A few years ago Baumol had a horrible op-ed in the Washington Post.  He
said that any health care reform that involved global budgeting would
inevitably be translated into lower physician salaries.  And why was
this bad?  Because in the long-run the best and brightest students would
no longer go into medicine.  With only mediocre human capital being
incited into the noble profession the quality of American medicine would
suffer irreparably in the long-run.  Oh yeah, in fine print it was
mentioned that these conclusions were based on a study Baumol had done
under funding from the American Medical Association.

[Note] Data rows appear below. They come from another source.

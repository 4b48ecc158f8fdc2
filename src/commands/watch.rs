//! Live process view refreshed by the background monitor runtime.

use std::sync::atomic::{AtomicBool, Ordering};
use std::sync::Arc;
use std::time::Duration;

use anyhow::{Context, Result};
use clap::ArgMatches;
use colored::*;

use crate::core::process_monitor::{evaluate_alerts, AlertConfig, MetricsHistory, MonitorSnapshot};
use crate::core::{MonitorConfig, MonitorRuntime, ProcessMonitor};
use crate::ui;

const REDRAW_POLL: Duration = Duration::from_millis(100);

pub fn execute(matches: &ArgMatches) -> Result<()> {
    let interval = matches.get_one::<u64>("interval").copied().unwrap_or(2000);
    let top = matches.get_one::<usize>("top").copied().unwrap_or(20);

    let config = MonitorConfig::default().with_refresh_interval(Duration::from_millis(interval));
    let monitor = Arc::new(ProcessMonitor::new(config));
    let alert_config = AlertConfig::from(monitor.config());

    let running = Arc::new(AtomicBool::new(true));
    let running_clone = running.clone();

    // Setup Ctrl+C handler
    ctrlc::set_handler(move || {
        running_clone.store(false, Ordering::Relaxed);
    })
    .map_err(|e| anyhow::anyhow!("Failed to set Ctrl+C handler: {}", e))?;

    let runtime = MonitorRuntime::new(monitor).context("Failed to start process monitor")?;
    let mut snapshots = runtime.subscribe();

    println!("{}", "Collecting first sample...".dimmed());

    while running.load(Ordering::Relaxed) {
        if !snapshots.has_changed().unwrap_or(false) {
            std::thread::sleep(REDRAW_POLL);
            continue;
        }

        let snapshot = Arc::clone(&*snapshots.borrow_and_update());
        let history = runtime.monitor().history();
        draw(&snapshot, &history, top, &alert_config)?;
    }

    println!();
    println!("{}", "Stopping monitor...".yellow());
    if runtime.skipped_ticks() > 0 {
        log::info!("{} ticks skipped while a poll was running", runtime.skipped_ticks());
    }
    runtime.shutdown();

    Ok(())
}

fn draw(
    snapshot: &MonitorSnapshot,
    history: &MetricsHistory,
    top: usize,
    alert_config: &AlertConfig,
) -> Result<()> {
    ui::clear_screen()?;

    println!(
        "{} {}",
        "procwatch".bold().bright_cyan(),
        format!(
            "updated {} | Ctrl+C to quit",
            snapshot.taken_at.with_timezone(&chrono::Local).format("%H:%M:%S")
        )
        .dimmed()
    );

    ui::print_system_stats(&snapshot.stats, Some(history));
    println!();
    ui::print_process_table(&snapshot.processes, Some(top), alert_config, snapshot.taken_at);

    let alerts = evaluate_alerts(&snapshot.stats, &snapshot.processes, alert_config);
    if !alerts.is_empty() {
        println!();
        ui::print_alerts(&alerts);
    }

    Ok(())
}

        -----Original Message-----
        Sent:   Friday, May 29, 1998 1:57 PM
        To:     [EMAIL PROTECTED]
        Subject:        [PEN-L:298] spud-heads at work

        I thought that William Baumol was a smart guy, however
ideological he might
        be. But on pages 237 and 238 of his into textbook (written with
Alan
        Blinder, a similar sort) he implies (without saying so) that
price controls
        on potato prices contributed to the great potato famine. He
quotes some
        hoary old guy (Mountifort Longfield) writing in 1843 instead of
even a nod
        in the direction of Sen's analysis of famines... 

        I've got a bunch of MBA students reading this. I'm tempted to
veer from my
        energy-saving strategy of "simply teaching the standard stuff to
get my 6
        grand" to rant & rave about the reason my ancestors _really_
came over here. 

        in pen-l solidarity,

        Jim Devine [EMAIL PROTECTED] &
        http://clawww.lmu.edu/Departments/ECON/jdevine.html
        "It takes a busload of faith to get by." -- Lou Reed.